## [WORK ORDER]
Report each line from the data below that holds the word "usize".

*** RECORDS SHOWN ***

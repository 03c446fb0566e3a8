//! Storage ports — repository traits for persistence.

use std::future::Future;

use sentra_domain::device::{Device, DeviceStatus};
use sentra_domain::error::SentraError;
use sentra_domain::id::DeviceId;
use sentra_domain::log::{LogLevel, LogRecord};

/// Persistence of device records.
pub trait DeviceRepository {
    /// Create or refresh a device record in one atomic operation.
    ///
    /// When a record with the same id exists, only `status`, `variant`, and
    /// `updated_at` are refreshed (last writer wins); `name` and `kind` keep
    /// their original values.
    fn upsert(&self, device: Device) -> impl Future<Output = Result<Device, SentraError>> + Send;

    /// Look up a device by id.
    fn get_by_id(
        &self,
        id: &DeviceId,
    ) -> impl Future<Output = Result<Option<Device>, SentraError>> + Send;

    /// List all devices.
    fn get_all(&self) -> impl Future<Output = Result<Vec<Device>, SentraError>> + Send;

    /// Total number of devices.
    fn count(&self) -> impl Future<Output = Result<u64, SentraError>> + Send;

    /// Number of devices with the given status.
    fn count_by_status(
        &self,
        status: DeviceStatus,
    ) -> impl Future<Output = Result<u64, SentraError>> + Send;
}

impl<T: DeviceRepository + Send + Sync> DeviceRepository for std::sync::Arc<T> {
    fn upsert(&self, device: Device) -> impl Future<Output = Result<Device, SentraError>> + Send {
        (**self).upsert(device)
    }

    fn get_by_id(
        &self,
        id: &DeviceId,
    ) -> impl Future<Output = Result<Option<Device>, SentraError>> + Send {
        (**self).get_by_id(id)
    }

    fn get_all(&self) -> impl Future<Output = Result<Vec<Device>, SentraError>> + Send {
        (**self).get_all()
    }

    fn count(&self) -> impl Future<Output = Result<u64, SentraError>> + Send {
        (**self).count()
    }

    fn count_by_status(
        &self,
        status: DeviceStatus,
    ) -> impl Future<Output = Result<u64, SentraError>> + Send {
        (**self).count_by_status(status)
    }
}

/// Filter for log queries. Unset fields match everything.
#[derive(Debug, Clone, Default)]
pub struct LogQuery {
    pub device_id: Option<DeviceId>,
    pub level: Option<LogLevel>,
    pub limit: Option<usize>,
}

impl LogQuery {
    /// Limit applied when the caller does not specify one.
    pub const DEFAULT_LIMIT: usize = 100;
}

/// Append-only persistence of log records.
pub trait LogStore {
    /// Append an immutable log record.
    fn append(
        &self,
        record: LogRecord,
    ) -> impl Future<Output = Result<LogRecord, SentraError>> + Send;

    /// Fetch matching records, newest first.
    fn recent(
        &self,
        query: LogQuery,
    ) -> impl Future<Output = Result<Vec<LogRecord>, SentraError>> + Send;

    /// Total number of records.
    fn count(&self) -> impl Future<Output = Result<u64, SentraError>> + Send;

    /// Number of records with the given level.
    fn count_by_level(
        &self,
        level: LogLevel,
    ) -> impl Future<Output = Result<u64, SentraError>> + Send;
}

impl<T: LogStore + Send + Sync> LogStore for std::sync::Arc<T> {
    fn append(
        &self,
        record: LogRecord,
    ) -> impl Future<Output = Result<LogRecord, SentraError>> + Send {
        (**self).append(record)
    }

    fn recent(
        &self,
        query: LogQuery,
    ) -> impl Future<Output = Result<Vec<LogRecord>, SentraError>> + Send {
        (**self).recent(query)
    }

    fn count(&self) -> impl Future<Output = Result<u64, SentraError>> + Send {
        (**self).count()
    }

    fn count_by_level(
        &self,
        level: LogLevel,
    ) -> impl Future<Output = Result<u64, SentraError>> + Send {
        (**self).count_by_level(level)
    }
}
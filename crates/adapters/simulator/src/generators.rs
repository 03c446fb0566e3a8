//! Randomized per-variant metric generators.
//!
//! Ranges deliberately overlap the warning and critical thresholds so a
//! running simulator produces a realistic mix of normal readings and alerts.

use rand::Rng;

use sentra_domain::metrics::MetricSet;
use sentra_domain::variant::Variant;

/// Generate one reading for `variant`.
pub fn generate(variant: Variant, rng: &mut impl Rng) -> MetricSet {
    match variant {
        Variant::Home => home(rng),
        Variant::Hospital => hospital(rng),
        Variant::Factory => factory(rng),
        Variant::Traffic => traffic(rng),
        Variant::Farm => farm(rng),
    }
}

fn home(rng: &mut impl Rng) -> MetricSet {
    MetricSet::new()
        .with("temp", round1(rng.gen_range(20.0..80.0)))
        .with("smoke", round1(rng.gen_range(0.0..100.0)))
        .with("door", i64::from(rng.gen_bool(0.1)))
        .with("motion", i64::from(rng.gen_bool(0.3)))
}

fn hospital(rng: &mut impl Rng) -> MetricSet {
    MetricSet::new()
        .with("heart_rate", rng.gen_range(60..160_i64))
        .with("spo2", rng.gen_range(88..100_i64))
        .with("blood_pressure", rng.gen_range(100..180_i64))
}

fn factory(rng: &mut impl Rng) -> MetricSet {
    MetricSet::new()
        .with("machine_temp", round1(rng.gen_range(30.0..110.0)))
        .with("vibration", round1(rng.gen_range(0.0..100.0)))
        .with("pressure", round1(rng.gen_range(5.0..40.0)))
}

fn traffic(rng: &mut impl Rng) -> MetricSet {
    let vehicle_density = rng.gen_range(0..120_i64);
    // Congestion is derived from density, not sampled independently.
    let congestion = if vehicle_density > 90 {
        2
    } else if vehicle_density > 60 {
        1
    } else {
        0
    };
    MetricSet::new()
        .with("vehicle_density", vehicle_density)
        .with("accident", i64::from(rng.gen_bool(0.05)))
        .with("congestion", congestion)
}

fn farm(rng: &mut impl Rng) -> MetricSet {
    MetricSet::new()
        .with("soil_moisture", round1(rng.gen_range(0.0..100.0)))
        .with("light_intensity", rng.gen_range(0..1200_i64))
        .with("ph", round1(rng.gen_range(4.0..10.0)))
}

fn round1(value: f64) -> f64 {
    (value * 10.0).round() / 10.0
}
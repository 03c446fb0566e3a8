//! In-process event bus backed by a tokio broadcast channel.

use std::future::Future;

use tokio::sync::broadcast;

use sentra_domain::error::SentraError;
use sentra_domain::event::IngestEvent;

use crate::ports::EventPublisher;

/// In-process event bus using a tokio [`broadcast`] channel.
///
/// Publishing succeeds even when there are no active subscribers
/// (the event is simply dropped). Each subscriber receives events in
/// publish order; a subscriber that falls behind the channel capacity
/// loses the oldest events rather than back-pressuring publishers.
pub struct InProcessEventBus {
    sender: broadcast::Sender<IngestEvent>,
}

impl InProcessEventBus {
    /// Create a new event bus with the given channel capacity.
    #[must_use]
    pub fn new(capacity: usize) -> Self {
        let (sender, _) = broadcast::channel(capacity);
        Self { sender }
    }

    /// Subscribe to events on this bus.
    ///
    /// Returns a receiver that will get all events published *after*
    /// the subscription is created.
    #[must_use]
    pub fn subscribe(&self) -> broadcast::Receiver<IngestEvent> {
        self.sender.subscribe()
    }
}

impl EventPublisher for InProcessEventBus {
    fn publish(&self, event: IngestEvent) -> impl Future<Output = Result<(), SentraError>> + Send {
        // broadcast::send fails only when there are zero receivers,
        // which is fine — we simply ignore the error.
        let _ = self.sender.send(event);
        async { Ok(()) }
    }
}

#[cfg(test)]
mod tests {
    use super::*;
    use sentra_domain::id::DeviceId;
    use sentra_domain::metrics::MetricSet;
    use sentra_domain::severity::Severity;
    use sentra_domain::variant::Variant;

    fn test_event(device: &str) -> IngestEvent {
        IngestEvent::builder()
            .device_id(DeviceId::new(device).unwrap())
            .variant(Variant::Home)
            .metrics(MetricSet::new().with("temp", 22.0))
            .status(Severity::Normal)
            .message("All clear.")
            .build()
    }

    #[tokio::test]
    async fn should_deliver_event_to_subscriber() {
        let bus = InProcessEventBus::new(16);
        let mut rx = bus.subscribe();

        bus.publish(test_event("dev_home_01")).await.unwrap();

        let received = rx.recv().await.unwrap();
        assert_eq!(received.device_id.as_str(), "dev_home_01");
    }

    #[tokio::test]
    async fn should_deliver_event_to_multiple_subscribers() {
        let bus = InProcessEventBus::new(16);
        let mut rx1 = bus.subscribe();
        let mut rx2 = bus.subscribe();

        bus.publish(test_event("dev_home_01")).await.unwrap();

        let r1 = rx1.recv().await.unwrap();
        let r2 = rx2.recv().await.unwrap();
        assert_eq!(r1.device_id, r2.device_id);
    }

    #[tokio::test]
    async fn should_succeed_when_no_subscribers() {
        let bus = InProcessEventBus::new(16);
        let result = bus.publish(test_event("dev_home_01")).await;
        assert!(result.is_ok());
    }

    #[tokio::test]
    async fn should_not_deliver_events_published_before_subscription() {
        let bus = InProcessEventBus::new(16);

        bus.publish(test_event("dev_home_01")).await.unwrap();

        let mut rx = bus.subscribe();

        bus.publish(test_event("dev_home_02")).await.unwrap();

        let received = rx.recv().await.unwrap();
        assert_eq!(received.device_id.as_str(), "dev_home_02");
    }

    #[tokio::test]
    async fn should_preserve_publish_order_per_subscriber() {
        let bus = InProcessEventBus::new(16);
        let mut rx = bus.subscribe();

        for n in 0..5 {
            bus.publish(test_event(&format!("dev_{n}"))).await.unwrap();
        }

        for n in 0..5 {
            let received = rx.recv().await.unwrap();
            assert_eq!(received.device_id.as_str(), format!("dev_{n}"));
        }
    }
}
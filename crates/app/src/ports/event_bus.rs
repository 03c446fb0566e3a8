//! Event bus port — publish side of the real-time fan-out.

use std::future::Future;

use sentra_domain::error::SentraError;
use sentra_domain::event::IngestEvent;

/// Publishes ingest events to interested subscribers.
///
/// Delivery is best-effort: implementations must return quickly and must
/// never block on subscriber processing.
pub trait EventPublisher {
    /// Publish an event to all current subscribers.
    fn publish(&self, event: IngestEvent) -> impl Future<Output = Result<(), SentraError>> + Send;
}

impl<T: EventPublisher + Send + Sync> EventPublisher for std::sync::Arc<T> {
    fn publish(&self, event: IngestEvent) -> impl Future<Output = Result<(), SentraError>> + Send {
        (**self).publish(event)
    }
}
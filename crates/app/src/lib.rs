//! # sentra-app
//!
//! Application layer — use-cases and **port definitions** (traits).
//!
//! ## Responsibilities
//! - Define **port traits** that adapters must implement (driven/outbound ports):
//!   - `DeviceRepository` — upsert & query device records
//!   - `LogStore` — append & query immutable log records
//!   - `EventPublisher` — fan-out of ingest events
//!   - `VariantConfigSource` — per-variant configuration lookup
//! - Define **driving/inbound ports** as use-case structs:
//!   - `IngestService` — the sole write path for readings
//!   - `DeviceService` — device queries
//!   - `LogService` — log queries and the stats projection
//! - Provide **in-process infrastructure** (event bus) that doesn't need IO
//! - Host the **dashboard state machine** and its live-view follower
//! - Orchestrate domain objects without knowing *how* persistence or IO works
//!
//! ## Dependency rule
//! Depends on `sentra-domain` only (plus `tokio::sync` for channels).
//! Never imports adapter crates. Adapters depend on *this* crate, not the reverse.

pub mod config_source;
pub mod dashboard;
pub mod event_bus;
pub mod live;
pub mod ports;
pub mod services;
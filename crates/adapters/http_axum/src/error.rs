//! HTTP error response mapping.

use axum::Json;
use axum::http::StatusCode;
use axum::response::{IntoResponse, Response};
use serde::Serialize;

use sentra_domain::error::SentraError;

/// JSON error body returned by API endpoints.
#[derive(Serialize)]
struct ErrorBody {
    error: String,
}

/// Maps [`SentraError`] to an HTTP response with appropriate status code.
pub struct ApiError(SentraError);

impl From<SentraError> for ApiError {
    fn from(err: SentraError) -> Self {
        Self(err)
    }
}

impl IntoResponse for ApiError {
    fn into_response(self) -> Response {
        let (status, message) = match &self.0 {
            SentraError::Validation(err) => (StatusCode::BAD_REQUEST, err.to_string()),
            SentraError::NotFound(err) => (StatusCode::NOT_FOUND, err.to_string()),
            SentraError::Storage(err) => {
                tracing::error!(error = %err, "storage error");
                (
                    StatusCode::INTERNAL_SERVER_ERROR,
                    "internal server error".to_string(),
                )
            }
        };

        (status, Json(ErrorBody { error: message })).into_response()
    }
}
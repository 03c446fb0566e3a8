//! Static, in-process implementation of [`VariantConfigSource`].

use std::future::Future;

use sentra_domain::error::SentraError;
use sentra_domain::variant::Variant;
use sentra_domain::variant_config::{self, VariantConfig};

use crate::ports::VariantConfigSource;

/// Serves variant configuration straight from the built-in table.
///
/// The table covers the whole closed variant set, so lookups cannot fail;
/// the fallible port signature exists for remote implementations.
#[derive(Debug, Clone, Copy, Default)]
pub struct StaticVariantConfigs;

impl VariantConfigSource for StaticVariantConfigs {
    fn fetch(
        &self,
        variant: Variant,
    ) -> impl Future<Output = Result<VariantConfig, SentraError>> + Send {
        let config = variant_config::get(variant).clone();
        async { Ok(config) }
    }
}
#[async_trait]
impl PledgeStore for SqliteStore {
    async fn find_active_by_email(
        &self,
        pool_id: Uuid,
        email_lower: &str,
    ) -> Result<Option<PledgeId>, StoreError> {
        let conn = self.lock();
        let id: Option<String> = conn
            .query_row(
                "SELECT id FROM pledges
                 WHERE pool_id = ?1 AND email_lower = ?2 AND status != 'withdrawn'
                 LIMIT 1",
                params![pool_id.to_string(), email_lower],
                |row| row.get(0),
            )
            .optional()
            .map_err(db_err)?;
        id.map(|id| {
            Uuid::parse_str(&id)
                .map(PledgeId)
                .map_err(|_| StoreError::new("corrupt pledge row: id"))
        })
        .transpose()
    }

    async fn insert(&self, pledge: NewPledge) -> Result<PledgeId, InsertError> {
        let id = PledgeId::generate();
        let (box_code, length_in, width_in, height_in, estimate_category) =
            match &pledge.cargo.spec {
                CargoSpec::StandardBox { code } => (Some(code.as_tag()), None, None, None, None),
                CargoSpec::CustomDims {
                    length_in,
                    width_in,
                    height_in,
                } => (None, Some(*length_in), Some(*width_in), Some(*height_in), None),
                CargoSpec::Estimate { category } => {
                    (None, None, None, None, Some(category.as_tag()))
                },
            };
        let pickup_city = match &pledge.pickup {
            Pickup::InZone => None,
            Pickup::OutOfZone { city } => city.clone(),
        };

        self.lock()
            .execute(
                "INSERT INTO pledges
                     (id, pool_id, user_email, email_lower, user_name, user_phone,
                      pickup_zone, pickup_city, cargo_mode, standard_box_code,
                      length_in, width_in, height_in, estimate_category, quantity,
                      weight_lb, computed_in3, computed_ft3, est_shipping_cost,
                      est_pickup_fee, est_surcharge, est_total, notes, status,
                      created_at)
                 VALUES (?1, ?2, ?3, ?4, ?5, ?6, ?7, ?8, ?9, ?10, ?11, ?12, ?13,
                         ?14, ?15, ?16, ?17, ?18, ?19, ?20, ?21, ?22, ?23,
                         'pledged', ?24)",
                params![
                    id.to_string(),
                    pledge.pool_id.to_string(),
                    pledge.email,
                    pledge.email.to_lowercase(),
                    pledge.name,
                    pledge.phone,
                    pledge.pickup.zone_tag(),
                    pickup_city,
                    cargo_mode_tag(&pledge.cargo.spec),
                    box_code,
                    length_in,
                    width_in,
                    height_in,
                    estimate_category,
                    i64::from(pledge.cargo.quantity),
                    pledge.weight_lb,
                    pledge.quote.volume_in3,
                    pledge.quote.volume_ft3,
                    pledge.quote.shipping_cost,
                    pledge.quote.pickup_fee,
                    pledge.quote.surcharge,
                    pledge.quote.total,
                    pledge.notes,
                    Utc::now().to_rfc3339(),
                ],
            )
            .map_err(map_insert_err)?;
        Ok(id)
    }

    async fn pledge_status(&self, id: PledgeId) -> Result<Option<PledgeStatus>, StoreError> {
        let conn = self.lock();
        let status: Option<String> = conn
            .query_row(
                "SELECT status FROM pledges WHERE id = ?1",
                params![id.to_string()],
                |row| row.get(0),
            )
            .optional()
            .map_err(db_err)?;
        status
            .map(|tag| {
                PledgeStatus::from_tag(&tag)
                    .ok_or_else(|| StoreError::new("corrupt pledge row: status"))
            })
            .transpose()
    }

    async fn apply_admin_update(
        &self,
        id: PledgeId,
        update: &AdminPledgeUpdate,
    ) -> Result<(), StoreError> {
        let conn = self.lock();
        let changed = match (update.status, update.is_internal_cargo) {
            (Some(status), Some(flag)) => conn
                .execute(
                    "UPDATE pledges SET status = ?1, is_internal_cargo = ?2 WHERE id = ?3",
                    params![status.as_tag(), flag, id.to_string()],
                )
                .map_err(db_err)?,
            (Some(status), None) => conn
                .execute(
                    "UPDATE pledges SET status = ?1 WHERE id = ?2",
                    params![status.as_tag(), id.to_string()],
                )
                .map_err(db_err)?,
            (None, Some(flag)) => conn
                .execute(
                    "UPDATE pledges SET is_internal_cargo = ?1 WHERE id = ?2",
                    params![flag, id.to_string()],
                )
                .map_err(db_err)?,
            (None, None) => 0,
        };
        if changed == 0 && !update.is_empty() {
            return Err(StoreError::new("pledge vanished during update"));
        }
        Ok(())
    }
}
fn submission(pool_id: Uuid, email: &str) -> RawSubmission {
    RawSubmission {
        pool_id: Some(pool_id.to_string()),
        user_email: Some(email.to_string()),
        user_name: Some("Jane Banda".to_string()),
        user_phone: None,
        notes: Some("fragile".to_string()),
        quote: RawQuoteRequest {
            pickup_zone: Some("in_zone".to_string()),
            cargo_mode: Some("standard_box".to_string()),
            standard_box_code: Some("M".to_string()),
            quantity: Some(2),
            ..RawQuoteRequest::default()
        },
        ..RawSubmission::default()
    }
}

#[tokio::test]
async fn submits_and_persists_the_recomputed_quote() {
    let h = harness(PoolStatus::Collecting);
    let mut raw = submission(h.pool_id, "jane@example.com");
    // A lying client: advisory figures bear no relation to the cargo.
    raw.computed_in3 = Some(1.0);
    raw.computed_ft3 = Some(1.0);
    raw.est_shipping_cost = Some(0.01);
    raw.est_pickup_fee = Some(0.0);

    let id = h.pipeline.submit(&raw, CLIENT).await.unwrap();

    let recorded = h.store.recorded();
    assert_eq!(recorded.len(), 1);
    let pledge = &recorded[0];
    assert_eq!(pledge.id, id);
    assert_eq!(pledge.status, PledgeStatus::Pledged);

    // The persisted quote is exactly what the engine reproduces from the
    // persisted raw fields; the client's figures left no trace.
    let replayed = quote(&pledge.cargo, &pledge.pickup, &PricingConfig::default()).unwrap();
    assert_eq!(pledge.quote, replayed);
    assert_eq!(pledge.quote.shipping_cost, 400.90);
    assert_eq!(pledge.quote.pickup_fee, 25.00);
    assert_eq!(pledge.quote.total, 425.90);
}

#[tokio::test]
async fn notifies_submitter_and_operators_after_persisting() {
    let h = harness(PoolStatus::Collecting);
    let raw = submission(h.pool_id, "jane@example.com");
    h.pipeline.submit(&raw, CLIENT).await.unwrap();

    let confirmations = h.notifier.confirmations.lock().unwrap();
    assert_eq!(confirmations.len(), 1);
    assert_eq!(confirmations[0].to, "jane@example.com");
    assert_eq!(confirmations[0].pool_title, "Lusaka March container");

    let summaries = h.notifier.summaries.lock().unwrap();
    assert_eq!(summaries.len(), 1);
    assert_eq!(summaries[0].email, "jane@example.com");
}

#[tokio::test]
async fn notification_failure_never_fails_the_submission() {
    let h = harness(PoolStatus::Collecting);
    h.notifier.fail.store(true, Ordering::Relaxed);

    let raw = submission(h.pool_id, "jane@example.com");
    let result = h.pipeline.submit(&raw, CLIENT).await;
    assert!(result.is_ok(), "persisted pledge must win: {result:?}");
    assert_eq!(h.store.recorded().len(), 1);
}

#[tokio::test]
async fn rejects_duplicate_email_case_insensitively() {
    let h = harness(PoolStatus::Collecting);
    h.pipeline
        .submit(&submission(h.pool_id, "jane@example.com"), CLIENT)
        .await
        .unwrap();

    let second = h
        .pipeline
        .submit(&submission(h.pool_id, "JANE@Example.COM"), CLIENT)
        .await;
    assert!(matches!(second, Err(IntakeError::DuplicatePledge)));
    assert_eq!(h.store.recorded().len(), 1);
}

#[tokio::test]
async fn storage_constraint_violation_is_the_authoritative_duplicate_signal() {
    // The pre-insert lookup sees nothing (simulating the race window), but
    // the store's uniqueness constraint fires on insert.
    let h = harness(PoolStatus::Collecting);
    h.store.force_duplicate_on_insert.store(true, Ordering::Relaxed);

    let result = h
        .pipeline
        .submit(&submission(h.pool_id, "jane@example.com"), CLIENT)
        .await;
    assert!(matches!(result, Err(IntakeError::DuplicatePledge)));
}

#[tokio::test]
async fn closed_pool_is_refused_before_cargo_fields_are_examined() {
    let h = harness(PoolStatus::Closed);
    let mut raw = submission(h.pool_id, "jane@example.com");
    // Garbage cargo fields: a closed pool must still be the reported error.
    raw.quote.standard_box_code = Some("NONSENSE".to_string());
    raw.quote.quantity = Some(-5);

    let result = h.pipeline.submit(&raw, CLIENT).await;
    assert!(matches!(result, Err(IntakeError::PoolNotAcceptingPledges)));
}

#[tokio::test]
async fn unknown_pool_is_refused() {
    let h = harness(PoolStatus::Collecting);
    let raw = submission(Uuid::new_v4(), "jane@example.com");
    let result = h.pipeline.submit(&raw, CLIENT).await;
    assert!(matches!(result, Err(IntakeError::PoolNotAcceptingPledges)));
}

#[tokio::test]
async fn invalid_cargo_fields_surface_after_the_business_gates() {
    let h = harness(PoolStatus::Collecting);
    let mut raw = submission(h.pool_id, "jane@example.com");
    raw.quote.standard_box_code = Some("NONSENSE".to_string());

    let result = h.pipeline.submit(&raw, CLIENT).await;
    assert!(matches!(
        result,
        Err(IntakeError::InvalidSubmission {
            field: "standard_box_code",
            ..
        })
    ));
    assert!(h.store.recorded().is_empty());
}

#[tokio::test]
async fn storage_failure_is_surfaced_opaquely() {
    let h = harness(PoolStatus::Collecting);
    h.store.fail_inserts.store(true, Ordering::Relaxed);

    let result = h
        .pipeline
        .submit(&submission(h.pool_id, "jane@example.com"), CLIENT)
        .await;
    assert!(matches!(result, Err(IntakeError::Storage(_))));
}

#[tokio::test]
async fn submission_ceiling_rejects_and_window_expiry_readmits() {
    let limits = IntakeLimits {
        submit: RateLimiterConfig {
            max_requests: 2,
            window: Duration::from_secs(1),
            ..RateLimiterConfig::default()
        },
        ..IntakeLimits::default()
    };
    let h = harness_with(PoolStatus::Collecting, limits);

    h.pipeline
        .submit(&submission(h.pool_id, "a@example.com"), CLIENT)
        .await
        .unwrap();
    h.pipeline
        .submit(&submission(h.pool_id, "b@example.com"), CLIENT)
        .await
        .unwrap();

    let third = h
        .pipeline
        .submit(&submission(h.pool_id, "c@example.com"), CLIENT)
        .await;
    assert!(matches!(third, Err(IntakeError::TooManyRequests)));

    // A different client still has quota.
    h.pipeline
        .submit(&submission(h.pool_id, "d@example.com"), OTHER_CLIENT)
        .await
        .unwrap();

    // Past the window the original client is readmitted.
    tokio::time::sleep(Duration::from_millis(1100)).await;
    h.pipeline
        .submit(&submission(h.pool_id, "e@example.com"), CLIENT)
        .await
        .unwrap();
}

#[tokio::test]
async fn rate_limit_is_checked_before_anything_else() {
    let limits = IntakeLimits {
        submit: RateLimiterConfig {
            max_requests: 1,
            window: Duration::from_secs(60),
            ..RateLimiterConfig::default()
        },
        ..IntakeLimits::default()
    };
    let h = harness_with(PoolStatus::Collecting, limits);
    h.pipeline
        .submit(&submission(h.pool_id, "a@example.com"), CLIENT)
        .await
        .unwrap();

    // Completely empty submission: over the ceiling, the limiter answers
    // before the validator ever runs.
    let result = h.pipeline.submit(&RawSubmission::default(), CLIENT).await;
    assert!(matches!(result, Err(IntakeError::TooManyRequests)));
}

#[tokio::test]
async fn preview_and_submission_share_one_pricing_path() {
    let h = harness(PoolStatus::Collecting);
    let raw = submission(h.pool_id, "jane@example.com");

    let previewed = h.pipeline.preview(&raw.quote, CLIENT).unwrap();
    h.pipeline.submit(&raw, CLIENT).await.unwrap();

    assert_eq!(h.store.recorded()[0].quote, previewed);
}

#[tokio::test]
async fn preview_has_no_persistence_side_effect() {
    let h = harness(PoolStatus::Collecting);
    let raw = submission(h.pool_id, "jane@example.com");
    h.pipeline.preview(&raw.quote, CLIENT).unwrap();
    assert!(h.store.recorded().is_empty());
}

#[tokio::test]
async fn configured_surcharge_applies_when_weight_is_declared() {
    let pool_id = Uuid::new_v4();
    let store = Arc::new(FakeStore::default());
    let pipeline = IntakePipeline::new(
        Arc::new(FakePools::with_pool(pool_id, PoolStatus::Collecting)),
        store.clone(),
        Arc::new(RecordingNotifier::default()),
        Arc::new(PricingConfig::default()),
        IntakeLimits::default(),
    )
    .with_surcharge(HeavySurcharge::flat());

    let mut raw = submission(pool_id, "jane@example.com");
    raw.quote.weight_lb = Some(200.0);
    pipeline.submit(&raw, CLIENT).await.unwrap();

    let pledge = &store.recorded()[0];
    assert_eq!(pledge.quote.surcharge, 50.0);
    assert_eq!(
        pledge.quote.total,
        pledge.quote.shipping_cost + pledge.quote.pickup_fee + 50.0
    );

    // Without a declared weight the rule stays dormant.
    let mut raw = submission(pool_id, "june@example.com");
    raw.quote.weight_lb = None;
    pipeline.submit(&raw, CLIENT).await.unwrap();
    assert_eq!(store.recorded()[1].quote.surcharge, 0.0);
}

***

## [SOLUTION TO THE EXERCISE]
    pub limit: Option<usize>,
    pub const DEFAULT_LIMIT: usize = 100;
    pub fn new(capacity: usize) -> Self {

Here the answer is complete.